» **Material for the task**:
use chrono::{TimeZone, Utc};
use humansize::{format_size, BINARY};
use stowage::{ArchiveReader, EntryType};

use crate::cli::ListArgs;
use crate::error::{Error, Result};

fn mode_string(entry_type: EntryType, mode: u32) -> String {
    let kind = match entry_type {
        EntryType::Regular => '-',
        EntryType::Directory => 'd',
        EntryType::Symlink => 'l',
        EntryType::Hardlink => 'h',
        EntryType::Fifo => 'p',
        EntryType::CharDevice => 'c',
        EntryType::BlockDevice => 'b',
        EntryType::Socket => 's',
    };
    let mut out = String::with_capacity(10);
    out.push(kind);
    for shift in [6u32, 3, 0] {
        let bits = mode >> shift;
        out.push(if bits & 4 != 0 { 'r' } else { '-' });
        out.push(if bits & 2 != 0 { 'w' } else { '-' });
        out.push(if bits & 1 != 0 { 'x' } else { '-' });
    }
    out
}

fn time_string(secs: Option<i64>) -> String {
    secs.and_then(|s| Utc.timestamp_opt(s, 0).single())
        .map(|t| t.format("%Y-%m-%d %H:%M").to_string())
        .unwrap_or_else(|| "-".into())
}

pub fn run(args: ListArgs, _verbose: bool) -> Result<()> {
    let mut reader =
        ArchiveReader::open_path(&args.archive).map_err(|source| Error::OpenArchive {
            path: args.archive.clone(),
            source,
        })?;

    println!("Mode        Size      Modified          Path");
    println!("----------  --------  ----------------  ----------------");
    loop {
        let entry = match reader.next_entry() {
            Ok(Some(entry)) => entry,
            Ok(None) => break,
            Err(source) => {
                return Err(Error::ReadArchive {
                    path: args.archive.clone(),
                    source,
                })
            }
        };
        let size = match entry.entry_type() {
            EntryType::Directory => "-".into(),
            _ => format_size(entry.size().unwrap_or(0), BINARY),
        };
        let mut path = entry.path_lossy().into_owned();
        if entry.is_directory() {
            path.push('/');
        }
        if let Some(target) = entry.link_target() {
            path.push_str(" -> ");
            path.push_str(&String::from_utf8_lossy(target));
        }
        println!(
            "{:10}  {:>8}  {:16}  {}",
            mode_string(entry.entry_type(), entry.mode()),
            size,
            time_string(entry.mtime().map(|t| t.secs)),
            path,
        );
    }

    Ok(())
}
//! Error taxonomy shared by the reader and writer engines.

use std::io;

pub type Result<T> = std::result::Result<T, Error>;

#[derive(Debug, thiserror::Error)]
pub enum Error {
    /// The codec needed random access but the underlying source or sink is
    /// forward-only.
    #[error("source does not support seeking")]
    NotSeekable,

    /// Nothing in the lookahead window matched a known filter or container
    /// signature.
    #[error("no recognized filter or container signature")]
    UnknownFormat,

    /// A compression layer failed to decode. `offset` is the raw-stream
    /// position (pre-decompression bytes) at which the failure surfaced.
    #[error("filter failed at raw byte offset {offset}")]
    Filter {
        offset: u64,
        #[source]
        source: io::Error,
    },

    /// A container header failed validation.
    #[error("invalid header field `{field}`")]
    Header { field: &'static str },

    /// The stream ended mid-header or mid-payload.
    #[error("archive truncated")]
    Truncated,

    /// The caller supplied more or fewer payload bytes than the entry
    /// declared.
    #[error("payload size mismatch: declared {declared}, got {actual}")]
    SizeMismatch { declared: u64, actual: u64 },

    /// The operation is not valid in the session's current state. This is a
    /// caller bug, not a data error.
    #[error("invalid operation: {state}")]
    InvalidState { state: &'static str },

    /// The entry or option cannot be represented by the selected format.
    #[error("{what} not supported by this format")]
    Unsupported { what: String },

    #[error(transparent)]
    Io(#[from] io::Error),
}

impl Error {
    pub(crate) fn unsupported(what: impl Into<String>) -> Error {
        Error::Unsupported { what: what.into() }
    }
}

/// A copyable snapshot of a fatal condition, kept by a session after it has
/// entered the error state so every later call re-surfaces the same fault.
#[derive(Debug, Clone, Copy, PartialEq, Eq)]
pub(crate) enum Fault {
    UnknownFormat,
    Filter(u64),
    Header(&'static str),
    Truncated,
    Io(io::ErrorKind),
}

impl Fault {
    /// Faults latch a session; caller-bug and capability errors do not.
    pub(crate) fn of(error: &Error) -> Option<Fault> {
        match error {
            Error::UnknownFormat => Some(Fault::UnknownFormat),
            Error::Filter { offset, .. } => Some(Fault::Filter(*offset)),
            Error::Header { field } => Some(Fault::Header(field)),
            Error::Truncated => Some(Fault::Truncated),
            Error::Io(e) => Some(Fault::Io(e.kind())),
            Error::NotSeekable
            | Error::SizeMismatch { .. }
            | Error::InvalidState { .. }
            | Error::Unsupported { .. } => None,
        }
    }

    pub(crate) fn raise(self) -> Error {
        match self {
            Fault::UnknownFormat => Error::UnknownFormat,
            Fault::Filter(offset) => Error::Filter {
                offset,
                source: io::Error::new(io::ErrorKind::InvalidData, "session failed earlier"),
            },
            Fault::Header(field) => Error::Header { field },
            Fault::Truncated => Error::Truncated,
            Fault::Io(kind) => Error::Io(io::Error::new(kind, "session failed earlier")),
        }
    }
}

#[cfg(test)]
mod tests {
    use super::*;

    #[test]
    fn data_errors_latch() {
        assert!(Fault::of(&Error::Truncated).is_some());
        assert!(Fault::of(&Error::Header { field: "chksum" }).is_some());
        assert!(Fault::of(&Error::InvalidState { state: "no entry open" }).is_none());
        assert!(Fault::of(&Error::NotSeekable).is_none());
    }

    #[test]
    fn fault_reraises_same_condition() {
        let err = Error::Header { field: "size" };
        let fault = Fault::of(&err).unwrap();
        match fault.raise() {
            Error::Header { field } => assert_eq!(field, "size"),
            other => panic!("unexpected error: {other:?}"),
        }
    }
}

» **Aim of the task**:
Read through the entries and copy each line in which "field" appears.

» **Your response**:
    #[error("invalid header field `{field}`")]
    Header { field: &'static str },
            Error::Header { field } => Some(Fault::Header(field)),
            Fault::Header(field) => Error::Header { field },
        assert!(Fault::of(&Error::Header { field: "chksum" }).is_some());
        let err = Error::Header { field: "size" };
            Error::Header { field } => assert_eq!(field, "size"),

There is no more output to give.